= EXERCISE OBJECTIVE =
Every line of the data below should be written out word for word.

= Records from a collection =
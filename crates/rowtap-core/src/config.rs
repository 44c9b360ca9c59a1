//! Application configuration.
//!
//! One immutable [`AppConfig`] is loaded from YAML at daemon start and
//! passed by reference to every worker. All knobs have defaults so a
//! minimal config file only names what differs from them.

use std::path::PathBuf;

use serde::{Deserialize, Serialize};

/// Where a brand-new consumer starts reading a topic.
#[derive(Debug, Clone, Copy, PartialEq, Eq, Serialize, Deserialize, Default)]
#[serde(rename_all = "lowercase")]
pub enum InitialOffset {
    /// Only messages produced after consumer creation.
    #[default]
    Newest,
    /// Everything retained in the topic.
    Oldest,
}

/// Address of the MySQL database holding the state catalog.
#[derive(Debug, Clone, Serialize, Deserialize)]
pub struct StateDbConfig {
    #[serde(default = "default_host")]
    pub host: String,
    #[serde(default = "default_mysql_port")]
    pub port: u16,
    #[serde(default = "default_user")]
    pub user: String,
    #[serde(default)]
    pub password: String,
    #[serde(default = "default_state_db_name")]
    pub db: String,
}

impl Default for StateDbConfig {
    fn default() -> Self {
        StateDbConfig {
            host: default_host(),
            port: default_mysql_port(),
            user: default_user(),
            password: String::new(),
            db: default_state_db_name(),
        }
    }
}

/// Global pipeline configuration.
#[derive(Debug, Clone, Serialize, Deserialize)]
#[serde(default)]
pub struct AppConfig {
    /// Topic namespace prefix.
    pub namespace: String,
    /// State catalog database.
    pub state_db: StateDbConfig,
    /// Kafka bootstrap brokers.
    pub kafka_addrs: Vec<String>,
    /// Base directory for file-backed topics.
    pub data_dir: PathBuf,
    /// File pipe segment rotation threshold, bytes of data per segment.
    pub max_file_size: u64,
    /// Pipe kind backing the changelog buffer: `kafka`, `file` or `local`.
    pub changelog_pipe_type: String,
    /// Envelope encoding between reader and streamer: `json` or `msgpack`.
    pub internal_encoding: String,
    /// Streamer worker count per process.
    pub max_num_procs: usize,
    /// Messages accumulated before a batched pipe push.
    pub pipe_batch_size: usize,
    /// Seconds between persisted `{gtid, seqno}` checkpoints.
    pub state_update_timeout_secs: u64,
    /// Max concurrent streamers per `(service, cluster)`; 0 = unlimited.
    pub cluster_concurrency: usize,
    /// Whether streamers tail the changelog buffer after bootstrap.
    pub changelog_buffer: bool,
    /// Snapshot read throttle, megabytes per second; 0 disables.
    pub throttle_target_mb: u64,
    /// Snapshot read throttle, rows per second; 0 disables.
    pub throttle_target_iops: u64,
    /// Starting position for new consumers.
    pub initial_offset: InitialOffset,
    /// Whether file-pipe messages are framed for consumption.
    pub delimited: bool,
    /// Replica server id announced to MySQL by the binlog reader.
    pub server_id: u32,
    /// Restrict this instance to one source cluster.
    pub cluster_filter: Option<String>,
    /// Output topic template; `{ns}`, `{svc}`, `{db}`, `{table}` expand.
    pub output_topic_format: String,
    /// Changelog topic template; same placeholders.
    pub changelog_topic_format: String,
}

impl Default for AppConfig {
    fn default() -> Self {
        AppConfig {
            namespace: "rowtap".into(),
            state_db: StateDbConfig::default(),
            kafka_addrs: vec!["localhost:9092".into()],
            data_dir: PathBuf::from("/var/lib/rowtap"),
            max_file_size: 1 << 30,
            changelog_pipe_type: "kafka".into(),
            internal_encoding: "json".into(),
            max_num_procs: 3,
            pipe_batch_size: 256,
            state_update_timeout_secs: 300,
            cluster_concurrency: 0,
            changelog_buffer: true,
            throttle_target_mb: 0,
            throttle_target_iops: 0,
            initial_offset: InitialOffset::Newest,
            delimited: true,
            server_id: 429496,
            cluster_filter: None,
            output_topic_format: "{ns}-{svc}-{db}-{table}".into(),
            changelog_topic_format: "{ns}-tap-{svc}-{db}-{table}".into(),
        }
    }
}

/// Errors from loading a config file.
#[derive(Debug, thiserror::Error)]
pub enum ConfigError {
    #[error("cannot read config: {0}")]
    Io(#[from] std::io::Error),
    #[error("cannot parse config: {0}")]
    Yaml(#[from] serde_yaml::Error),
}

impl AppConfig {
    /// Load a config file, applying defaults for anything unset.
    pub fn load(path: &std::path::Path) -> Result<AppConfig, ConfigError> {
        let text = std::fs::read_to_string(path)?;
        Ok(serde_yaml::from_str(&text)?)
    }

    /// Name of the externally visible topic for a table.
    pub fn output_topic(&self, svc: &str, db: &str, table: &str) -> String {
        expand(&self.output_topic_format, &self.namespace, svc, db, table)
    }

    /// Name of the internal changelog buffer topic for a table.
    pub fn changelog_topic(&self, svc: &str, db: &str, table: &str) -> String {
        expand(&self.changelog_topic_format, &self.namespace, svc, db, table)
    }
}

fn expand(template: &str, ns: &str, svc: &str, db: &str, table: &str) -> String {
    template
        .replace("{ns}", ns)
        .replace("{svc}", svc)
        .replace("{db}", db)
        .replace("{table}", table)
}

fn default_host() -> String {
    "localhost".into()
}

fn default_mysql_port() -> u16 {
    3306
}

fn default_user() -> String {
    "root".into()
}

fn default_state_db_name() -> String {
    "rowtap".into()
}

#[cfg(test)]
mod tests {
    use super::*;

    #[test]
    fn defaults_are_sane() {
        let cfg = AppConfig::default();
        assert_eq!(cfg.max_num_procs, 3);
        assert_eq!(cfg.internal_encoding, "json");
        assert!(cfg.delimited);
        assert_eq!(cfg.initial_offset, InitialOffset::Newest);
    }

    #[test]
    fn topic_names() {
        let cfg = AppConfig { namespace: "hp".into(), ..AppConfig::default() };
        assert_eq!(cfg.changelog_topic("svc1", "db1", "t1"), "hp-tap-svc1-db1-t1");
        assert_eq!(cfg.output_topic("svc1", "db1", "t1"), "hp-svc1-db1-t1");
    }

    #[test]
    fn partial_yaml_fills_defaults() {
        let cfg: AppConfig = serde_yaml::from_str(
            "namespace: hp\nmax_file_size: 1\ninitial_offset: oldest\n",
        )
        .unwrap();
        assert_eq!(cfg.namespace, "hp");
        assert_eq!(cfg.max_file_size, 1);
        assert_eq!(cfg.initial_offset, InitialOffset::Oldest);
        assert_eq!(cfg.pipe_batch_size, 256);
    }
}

= WRITTEN SOLUTION =
filename crates/rowtap-core/src/config.rs
repository 44c9b360ca9c59a1
//! Application configuration.
//!
//! One immutable [`AppConfig`] is loaded from YAML at daemon start and
//! passed by reference to every worker. All knobs have defaults so a
//! minimal config file only names what differs from them.

use std::path::PathBuf;

use serde::{Deserialize, Serialize};

/// Where a brand-new consumer starts reading a topic.
#[derive(Debug, Clone, Copy, PartialEq, Eq, Serialize, Deserialize, Default)]
#[serde(rename_all = "lowercase")]
pub enum InitialOffset {
    /// Only messages produced after consumer creation.
    #[default]
    Newest,
    /// Everything retained in the topic.
    Oldest,
}

/// Address of the MySQL database holding the state catalog.
#[derive(Debug, Clone, Serialize, Deserialize)]
pub struct StateDbConfig {
    #[serde(default = "default_host")]
    pub host: String,
    #[serde(default = "default_mysql_port")]
    pub port: u16,
    #[serde(default = "default_user")]
    pub user: String,
    #[serde(default)]
    pub password: String,
    #[serde(default = "default_state_db_name")]
    pub db: String,
}

impl Default for StateDbConfig {
    fn default() -> Self {
        StateDbConfig {
            host: default_host(),
            port: default_mysql_port(),
            user: default_user(),
            password: String::new(),
            db: default_state_db_name(),
        }
    }
}

/// Global pipeline configuration.
#[derive(Debug, Clone, Serialize, Deserialize)]
#[serde(default)]
pub struct AppConfig {
    /// Topic namespace prefix.
    pub namespace: String,
    /// State catalog database.
    pub state_db: StateDbConfig,
    /// Kafka bootstrap brokers.
    pub kafka_addrs: Vec<String>,
    /// Base directory for file-backed topics.
    pub data_dir: PathBuf,
    /// File pipe segment rotation threshold, bytes of data per segment.
    pub max_file_size: u64,
    /// Pipe kind backing the changelog buffer: `kafka`, `file` or `local`.
    pub changelog_pipe_type: String,
    /// Envelope encoding between reader and streamer: `json` or `msgpack`.
    pub internal_encoding: String,
    /// Streamer worker count per process.
    pub max_num_procs: usize,
    /// Messages accumulated before a batched pipe push.
    pub pipe_batch_size: usize,
    /// Seconds between persisted `{gtid, seqno}` checkpoints.
    pub state_update_timeout_secs: u64,
    /// Max concurrent streamers per `(service, cluster)`; 0 = unlimited.
    pub cluster_concurrency: usize,
    /// Whether streamers tail the changelog buffer after bootstrap.
    pub changelog_buffer: bool,
    /// Snapshot read throttle, megabytes per second; 0 disables.
    pub throttle_target_mb: u64,
    /// Snapshot read throttle, rows per second; 0 disables.
    pub throttle_target_iops: u64,
    /// Starting position for new consumers.
    pub initial_offset: InitialOffset,
    /// Whether file-pipe messages are framed for consumption.
    pub delimited: bool,
    /// Replica server id announced to MySQL by the binlog reader.
    pub server_id: u32,
    /// Restrict this instance to one source cluster.
    pub cluster_filter: Option<String>,
    /// Output topic template; `{ns}`, `{svc}`, `{db}`, `{table}` expand.
    pub output_topic_format: String,
    /// Changelog topic template; same placeholders.
    pub changelog_topic_format: String,
}

impl Default for AppConfig {
    fn default() -> Self {
        AppConfig {
            namespace: "rowtap".into(),
            state_db: StateDbConfig::default(),
            kafka_addrs: vec!["localhost:9092".into()],
            data_dir: PathBuf::from("/var/lib/rowtap"),
            max_file_size: 1 << 30,
            changelog_pipe_type: "kafka".into(),
            internal_encoding: "json".into(),
            max_num_procs: 3,
            pipe_batch_size: 256,
            state_update_timeout_secs: 300,
            cluster_concurrency: 0,
            changelog_buffer: true,
            throttle_target_mb: 0,
            throttle_target_iops: 0,
            initial_offset: InitialOffset::Newest,
            delimited: true,
            server_id: 429496,
            cluster_filter: None,
            output_topic_format: "{ns}-{svc}-{db}-{table}".into(),
            changelog_topic_format: "{ns}-tap-{svc}-{db}-{table}".into(),
        }
    }
}

/// Errors from loading a config file.
#[derive(Debug, thiserror::Error)]
pub enum ConfigError {
    #[error("cannot read config: {0}")]
    Io(#[from] std::io::Error),
    #[error("cannot parse config: {0}")]
    Yaml(#[from] serde_yaml::Error),
}

impl AppConfig {
    /// Load a config file, applying defaults for anything unset.
    pub fn load(path: &std::path::Path) -> Result<AppConfig, ConfigError> {
        let text = std::fs::read_to_string(path)?;
        Ok(serde_yaml::from_str(&text)?)
    }

    /// Name of the externally visible topic for a table.
    pub fn output_topic(&self, svc: &str, db: &str, table: &str) -> String {
        expand(&self.output_topic_format, &self.namespace, svc, db, table)
    }

    /// Name of the internal changelog buffer topic for a table.
    pub fn changelog_topic(&self, svc: &str, db: &str, table: &str) -> String {
        expand(&self.changelog_topic_format, &self.namespace, svc, db, table)
    }
}

fn expand(template: &str, ns: &str, svc: &str, db: &str, table: &str) -> String {
    template
        .replace("{ns}", ns)
        .replace("{svc}", svc)
        .replace("{db}", db)
        .replace("{table}", table)
}

fn default_host() -> String {
    "localhost".into()
}

fn default_mysql_port() -> u16 {
    3306
}

fn default_user() -> String {
    "root".into()
}

fn default_state_db_name() -> String {
    "rowtap".into()
}

#[cfg(test)]
mod tests {
    use super::*;

    #[test]
    fn defaults_are_sane() {
        let cfg = AppConfig::default();
        assert_eq!(cfg.max_num_procs, 3);
        assert_eq!(cfg.internal_encoding, "json");
        assert!(cfg.delimited);
        assert_eq!(cfg.initial_offset, InitialOffset::Newest);
    }

    #[test]
    fn topic_names() {
        let cfg = AppConfig { namespace: "hp".into(), ..AppConfig::default() };
        assert_eq!(cfg.changelog_topic("svc1", "db1", "t1"), "hp-tap-svc1-db1-t1");
        assert_eq!(cfg.output_topic("svc1", "db1", "t1"), "hp-svc1-db1-t1");
    }

    #[test]
    fn partial_yaml_fills_defaults() {
        let cfg: AppConfig = serde_yaml::from_str(
            "namespace: hp\nmax_file_size: 1\ninitial_offset: oldest\n",
        )
        .unwrap();
        assert_eq!(cfg.namespace, "hp");
        assert_eq!(cfg.max_file_size, 1);
        assert_eq!(cfg.initial_offset, InitialOffset::Oldest);
        assert_eq!(cfg.pipe_batch_size, 256);
    }
}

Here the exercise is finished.